• Exercise requirements
The answer is every line of the records that holds the word "thread", copied in full.

++++ Records to process ++++

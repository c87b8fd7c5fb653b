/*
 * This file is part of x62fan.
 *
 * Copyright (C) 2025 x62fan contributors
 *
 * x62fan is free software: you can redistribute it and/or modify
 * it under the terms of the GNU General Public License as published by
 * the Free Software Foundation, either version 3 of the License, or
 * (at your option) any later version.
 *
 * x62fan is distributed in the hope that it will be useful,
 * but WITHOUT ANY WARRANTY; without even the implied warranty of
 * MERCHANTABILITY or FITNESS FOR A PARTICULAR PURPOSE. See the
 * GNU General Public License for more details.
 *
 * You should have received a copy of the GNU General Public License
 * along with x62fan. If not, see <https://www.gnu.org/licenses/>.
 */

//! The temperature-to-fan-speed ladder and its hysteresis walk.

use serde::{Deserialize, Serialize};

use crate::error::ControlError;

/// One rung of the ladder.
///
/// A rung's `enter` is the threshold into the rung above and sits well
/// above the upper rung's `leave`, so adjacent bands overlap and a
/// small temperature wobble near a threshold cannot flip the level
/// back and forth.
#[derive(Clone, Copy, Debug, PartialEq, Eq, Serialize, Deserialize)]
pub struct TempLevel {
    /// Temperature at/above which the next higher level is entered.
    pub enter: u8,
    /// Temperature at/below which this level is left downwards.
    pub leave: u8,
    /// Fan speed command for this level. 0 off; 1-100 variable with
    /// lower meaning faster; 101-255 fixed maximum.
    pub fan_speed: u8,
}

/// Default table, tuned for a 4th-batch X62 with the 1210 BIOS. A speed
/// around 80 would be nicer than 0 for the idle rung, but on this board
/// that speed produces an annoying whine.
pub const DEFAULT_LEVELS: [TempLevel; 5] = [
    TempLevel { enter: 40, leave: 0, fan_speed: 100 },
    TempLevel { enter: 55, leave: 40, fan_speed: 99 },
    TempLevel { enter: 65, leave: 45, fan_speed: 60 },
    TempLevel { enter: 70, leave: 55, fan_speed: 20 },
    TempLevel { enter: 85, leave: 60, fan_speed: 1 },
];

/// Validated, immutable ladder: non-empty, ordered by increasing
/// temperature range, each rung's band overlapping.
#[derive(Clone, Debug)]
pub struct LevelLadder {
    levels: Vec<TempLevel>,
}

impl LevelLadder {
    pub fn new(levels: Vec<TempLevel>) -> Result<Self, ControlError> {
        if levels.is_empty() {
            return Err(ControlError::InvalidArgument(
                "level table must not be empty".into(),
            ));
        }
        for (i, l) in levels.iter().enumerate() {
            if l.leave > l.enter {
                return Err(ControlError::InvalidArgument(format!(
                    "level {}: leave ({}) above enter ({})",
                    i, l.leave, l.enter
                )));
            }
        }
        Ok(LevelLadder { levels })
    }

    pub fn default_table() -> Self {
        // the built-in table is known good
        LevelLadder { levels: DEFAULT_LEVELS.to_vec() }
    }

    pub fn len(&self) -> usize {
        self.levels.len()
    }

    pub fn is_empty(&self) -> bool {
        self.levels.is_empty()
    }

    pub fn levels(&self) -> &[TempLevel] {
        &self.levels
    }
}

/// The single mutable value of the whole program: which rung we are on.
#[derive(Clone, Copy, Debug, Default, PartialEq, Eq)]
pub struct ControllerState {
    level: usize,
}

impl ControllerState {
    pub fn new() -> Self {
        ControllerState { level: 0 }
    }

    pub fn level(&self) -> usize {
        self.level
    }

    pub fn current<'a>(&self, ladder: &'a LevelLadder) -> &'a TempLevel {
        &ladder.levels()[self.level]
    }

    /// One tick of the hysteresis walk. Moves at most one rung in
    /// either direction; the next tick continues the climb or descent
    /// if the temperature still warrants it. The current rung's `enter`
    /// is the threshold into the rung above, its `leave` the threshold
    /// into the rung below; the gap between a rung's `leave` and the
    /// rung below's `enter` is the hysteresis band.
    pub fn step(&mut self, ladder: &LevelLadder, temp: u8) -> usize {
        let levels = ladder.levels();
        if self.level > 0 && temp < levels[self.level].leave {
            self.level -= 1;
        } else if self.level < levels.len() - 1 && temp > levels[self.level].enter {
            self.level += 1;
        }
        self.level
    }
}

++++
++++ Records to process ++++

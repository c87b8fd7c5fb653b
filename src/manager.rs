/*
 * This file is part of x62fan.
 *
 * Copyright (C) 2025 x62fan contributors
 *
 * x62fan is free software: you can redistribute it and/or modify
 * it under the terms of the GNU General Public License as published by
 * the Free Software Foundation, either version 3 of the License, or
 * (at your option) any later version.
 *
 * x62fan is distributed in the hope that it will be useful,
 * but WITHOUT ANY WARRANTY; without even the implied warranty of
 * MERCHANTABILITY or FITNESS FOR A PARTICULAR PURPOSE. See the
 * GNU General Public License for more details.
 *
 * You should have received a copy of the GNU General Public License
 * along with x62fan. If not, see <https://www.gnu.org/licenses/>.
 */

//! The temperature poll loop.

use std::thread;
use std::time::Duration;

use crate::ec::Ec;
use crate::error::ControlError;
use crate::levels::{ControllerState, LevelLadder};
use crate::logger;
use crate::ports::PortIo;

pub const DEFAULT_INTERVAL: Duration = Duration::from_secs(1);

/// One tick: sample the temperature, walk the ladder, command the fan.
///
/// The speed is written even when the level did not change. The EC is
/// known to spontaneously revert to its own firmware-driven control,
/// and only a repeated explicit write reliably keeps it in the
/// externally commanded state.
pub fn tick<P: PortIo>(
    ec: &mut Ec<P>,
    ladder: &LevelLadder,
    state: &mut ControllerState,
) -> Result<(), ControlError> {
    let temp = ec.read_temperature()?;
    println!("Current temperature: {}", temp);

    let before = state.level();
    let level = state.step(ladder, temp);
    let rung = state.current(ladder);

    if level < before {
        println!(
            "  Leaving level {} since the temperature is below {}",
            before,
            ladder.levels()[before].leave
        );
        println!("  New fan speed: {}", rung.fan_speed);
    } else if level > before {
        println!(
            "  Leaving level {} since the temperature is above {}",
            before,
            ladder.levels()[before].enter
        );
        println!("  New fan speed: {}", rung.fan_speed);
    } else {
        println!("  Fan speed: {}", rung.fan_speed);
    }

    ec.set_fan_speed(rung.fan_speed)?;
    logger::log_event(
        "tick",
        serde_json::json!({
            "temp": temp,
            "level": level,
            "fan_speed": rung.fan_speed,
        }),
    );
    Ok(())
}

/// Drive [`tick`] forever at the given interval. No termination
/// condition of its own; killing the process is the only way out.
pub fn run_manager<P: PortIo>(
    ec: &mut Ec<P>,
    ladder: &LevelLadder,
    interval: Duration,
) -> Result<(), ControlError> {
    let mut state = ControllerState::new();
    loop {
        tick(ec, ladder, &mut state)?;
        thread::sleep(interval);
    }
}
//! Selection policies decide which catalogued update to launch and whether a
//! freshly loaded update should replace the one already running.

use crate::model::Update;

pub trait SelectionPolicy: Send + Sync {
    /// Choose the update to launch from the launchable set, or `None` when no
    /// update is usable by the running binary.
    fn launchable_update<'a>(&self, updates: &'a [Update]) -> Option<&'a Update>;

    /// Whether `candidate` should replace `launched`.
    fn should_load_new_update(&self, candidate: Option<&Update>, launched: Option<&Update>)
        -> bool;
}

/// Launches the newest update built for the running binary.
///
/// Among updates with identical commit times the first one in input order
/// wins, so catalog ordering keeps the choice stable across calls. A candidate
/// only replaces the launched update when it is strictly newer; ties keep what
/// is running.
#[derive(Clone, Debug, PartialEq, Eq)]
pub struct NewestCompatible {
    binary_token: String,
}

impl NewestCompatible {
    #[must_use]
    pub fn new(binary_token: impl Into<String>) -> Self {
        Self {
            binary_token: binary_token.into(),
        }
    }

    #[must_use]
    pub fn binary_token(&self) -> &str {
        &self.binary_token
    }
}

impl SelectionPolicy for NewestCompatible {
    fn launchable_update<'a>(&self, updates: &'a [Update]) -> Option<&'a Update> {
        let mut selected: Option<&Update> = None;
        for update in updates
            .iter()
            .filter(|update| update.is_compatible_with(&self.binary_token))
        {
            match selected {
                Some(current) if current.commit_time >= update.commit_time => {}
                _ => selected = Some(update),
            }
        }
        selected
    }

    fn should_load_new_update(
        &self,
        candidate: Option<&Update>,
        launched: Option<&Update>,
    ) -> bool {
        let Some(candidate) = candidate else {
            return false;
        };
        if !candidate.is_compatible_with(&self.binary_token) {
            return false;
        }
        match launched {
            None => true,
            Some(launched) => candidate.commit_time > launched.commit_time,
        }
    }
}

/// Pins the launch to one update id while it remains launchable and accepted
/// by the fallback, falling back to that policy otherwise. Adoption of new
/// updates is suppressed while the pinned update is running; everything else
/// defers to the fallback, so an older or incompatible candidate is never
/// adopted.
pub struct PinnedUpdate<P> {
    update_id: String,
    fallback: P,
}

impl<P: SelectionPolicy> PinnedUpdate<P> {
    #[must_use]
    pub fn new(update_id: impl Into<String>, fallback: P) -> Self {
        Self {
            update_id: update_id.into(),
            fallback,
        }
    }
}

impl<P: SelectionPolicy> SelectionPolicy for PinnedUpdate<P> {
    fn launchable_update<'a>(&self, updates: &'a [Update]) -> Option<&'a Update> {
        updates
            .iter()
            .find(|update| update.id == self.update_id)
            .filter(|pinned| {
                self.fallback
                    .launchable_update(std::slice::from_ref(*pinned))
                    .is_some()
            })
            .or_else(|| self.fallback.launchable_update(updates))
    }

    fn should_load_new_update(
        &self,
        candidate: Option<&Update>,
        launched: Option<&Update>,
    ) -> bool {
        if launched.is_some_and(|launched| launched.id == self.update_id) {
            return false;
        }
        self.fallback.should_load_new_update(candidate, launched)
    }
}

++++

• Finished task
use std::thread;
        thread::sleep(interval);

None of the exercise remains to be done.